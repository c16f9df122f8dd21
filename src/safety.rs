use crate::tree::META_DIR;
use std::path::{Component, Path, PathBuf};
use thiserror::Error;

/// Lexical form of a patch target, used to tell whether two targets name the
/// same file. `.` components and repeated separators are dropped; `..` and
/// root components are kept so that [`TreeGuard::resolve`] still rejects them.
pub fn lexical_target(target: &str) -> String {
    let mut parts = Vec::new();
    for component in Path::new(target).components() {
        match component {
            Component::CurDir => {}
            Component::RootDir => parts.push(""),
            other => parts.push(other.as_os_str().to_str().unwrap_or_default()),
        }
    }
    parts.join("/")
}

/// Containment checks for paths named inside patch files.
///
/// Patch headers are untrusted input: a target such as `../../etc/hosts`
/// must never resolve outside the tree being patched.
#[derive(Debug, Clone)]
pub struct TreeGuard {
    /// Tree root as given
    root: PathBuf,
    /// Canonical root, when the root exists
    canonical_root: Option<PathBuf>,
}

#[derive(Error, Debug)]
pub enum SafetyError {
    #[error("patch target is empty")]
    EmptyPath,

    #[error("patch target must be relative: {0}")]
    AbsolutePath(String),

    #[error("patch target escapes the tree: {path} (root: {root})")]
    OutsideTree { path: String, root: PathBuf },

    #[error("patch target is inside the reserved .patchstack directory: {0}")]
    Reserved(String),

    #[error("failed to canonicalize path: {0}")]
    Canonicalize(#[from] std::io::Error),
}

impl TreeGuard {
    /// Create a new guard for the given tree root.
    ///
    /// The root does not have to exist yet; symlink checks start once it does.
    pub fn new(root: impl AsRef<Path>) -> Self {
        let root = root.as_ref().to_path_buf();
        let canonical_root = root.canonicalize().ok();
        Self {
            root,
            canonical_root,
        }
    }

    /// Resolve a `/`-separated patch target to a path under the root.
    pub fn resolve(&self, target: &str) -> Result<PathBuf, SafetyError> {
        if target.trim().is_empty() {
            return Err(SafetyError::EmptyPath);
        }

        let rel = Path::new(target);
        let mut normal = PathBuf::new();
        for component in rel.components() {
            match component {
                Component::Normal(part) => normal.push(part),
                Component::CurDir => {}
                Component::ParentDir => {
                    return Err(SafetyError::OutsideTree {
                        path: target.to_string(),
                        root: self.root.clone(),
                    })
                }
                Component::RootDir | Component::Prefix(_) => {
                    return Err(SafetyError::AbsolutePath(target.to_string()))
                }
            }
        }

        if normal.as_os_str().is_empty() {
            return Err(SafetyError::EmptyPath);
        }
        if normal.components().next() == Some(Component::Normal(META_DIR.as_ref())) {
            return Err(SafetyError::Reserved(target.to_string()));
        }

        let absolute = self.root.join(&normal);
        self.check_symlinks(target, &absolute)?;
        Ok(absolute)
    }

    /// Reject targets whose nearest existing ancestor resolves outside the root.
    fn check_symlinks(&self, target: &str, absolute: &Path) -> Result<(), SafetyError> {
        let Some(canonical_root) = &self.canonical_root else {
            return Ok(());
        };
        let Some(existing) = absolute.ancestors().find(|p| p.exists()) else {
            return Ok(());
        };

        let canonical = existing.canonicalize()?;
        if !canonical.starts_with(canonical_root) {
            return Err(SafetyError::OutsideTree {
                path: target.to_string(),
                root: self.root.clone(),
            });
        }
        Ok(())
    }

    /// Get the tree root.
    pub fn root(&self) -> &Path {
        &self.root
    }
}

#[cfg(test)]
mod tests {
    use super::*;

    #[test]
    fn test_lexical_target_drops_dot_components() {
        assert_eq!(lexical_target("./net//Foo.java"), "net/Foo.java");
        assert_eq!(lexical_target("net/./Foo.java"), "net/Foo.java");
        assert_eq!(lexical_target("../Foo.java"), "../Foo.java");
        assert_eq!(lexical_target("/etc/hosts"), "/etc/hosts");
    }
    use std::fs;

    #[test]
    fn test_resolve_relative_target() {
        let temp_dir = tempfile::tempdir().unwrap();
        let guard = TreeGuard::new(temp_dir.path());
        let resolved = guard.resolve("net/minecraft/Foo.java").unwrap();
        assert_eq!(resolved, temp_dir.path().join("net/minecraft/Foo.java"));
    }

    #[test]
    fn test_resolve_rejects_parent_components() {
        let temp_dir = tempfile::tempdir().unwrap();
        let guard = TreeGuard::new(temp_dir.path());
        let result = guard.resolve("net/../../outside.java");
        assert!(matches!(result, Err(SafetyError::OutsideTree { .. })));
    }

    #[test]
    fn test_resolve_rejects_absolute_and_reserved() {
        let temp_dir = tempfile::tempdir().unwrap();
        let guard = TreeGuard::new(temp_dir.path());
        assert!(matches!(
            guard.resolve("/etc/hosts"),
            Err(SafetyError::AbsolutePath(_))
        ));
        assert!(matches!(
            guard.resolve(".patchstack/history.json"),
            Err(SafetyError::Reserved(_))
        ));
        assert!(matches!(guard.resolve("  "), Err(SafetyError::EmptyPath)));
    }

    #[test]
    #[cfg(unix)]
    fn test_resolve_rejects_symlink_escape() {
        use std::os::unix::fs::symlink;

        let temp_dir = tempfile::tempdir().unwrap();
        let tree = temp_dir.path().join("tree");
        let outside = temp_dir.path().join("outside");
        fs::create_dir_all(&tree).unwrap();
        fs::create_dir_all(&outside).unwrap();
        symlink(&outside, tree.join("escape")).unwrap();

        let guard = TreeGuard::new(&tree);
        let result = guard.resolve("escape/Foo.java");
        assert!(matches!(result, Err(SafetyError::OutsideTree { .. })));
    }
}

==

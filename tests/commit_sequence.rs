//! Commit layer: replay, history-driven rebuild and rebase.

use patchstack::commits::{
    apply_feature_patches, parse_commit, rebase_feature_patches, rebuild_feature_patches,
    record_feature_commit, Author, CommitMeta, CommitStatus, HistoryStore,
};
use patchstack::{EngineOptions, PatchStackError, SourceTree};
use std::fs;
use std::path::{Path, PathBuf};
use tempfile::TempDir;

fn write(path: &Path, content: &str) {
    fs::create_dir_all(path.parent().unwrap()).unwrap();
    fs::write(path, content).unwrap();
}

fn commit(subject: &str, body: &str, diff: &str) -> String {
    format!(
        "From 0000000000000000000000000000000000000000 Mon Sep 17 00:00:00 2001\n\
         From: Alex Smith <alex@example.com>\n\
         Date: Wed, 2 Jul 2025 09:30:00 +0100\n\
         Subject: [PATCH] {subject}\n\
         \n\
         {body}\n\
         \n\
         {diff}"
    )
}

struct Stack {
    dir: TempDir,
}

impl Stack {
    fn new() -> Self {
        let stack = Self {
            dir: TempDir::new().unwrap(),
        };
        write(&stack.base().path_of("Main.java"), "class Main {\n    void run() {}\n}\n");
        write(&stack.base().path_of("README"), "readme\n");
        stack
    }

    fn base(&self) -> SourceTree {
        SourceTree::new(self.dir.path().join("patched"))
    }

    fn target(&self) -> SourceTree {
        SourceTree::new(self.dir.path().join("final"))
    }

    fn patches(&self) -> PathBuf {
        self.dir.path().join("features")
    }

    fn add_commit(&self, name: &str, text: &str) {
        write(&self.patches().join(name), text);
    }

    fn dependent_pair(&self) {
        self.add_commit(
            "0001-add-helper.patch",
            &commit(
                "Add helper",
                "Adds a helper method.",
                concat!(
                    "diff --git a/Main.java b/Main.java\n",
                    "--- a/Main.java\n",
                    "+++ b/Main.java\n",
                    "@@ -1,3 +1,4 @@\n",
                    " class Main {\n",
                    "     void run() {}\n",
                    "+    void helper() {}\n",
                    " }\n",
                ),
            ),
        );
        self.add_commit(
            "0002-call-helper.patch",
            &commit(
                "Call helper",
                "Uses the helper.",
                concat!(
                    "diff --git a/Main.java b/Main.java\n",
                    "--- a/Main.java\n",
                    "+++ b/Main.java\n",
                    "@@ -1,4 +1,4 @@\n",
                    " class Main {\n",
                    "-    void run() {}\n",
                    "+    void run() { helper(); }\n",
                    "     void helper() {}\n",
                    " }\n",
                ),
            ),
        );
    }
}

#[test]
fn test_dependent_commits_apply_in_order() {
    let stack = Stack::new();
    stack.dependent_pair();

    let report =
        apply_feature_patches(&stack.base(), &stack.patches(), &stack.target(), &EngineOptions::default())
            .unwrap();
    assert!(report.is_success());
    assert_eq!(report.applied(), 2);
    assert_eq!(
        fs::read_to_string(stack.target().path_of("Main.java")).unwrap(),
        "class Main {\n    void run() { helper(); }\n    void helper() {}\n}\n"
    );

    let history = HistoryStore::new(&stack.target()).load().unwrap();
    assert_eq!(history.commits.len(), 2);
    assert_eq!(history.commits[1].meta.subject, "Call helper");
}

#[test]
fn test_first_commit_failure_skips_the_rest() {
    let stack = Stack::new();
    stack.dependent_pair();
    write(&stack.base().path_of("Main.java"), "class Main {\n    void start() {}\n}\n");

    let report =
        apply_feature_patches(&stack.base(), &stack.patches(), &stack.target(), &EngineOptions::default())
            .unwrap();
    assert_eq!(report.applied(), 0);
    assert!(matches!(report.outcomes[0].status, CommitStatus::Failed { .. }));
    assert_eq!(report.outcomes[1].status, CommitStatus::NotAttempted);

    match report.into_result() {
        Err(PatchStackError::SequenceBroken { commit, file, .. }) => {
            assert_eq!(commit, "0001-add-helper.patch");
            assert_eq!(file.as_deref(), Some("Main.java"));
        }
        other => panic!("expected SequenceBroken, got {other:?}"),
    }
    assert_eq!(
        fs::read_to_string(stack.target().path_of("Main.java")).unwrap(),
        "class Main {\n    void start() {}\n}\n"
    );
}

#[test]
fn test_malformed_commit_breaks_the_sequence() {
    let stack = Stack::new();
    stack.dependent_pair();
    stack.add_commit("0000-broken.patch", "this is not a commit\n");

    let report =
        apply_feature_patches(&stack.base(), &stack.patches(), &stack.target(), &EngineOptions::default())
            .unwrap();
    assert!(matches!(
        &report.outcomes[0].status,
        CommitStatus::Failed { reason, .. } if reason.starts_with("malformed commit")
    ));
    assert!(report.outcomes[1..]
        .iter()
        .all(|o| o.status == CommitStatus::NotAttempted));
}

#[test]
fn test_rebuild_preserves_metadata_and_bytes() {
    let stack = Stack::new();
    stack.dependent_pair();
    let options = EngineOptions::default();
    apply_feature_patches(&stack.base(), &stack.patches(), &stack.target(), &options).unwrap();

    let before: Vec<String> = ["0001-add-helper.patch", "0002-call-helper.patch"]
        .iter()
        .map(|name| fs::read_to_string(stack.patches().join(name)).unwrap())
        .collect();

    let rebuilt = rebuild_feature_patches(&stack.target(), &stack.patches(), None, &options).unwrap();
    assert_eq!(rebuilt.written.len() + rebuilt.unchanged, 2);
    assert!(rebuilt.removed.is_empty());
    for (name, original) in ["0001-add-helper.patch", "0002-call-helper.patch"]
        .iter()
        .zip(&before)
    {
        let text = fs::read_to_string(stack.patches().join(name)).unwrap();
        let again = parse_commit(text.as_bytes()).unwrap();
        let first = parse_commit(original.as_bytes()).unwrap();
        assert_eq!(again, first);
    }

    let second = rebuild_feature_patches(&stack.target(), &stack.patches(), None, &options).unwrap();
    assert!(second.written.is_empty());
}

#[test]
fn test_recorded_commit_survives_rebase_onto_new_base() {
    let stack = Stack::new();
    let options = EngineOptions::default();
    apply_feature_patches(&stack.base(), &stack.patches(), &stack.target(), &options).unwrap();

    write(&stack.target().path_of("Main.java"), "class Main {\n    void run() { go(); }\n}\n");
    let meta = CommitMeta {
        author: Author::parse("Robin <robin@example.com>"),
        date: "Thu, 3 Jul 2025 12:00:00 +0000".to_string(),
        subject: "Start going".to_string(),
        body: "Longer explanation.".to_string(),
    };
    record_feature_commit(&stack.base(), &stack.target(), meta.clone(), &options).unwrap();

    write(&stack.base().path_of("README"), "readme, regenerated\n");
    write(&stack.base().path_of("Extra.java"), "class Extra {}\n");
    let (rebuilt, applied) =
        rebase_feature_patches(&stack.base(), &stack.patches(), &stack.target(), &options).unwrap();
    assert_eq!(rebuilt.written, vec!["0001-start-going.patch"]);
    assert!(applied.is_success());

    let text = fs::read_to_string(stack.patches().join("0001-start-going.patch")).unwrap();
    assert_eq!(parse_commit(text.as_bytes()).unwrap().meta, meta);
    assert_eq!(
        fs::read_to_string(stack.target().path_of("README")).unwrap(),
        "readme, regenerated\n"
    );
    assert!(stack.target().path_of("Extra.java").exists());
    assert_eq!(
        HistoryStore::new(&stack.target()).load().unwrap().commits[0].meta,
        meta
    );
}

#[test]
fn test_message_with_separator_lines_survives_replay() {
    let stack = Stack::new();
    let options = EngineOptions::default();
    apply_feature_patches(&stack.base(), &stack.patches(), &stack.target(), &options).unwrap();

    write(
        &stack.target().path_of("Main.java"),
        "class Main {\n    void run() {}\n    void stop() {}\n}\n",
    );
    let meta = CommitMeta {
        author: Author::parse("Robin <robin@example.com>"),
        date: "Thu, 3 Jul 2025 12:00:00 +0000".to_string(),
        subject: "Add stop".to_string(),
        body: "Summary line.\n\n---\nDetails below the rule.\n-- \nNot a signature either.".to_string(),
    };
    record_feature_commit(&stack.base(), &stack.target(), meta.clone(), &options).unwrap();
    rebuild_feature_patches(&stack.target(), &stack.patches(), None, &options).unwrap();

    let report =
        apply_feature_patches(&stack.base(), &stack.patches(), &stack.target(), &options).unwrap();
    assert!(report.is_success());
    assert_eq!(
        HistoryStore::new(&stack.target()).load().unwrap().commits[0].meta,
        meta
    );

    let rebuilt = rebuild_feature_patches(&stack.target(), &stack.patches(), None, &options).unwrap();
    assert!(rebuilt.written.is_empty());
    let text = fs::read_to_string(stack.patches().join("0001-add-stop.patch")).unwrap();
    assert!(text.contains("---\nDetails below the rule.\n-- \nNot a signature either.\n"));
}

**TO DO**
How many of the lines in the material hold the word "resolved"? Give that number alone.

**EXPECTED OUTPUT**
2